• _What to do_
Each line from the opening of the listing below through the line that contains "peer, op, got" is to be output exactly as written.

• _Records provided_
use std::{error::Error, fmt, io};

/// The collective module's result type.
pub type Result<T> = std::result::Result<T, CollectiveErr>;

/// Failures of a collective operation over a worker set.
#[derive(Debug, Clone, PartialEq, Eq)]
pub enum CollectiveErr {
    InvalidOrigin {
        origin: usize,
        size: usize,
    },
    MissingBuffer {
        rank: usize,
        op: &'static str,
    },
    LayoutMismatch {
        op: &'static str,
        full: usize,
        block: usize,
        size: usize,
    },
    BlockSizeMismatch {
        peer: usize,
        got: usize,
        expected: usize,
    },
    UnexpectedMessage {
        peer: usize,
        op: &'static str,
        got: &'static str,
    },
    Disconnected {
        peer: usize,
    },
}

impl fmt::Display for CollectiveErr {
    fn fmt(&self, f: &mut fmt::Formatter<'_>) -> fmt::Result {
        match self {
            CollectiveErr::InvalidOrigin { origin, size } => {
                write!(f, "origin rank {origin} is outside a worker set of {size}")
            }
            CollectiveErr::MissingBuffer { rank, op } => {
                write!(f, "origin rank {rank} called {op} without a full-length buffer")
            }
            CollectiveErr::LayoutMismatch {
                op,
                full,
                block,
                size,
            } => write!(
                f,
                "{op} layout mismatch: full length {full} != block length {block} * {size} workers"
            ),
            CollectiveErr::BlockSizeMismatch {
                peer,
                got,
                expected,
            } => write!(
                f,
                "block from rank {peer} has length {got}, expected {expected}"
            ),
            CollectiveErr::UnexpectedMessage { peer, op, got } => {
                write!(f, "unexpected message from rank {peer} during {op}: got {got}")
            }
            CollectiveErr::Disconnected { peer } => write!(f, "rank {peer} disconnected"),
        }
    }
}

impl Error for CollectiveErr {}

/// Boundary conversion for binaries / I/O APIs.
impl From<CollectiveErr> for io::Error {
    fn from(value: CollectiveErr) -> Self {
        let kind = match value {
            CollectiveErr::Disconnected { .. } => io::ErrorKind::BrokenPipe,
            _ => io::ErrorKind::InvalidData,
        };

        io::Error::new(kind, value)
    }
}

• _Solution to the exercise_
use std::{error::Error, fmt, io};

/// The collective module's result type.
pub type Result<T> = std::result::Result<T, CollectiveErr>;

/// Failures of a collective operation over a worker set.
#[derive(Debug, Clone, PartialEq, Eq)]
pub enum CollectiveErr {
    InvalidOrigin {
        origin: usize,
        size: usize,
    },
    MissingBuffer {
        rank: usize,
        op: &'static str,
    },
    LayoutMismatch {
        op: &'static str,
        full: usize,
        block: usize,
        size: usize,
    },
    BlockSizeMismatch {
        peer: usize,
        got: usize,
        expected: usize,
    },
    UnexpectedMessage {
        peer: usize,
        op: &'static str,
        got: &'static str,
    },
    Disconnected {
        peer: usize,
    },
}

impl fmt::Display for CollectiveErr {
    fn fmt(&self, f: &mut fmt::Formatter<'_>) -> fmt::Result {
        match self {
            CollectiveErr::InvalidOrigin { origin, size } => {
                write!(f, "origin rank {origin} is outside a worker set of {size}")
            }
            CollectiveErr::MissingBuffer { rank, op } => {
                write!(f, "origin rank {rank} called {op} without a full-length buffer")
            }
            CollectiveErr::LayoutMismatch {
                op,
                full,
                block,
                size,
            } => write!(
                f,
                "{op} layout mismatch: full length {full} != block length {block} * {size} workers"
            ),
            CollectiveErr::BlockSizeMismatch {
                peer,
                got,
                expected,
            } => write!(
                f,
                "block from rank {peer} has length {got}, expected {expected}"
            ),
            CollectiveErr::UnexpectedMessage { peer, op, got } => {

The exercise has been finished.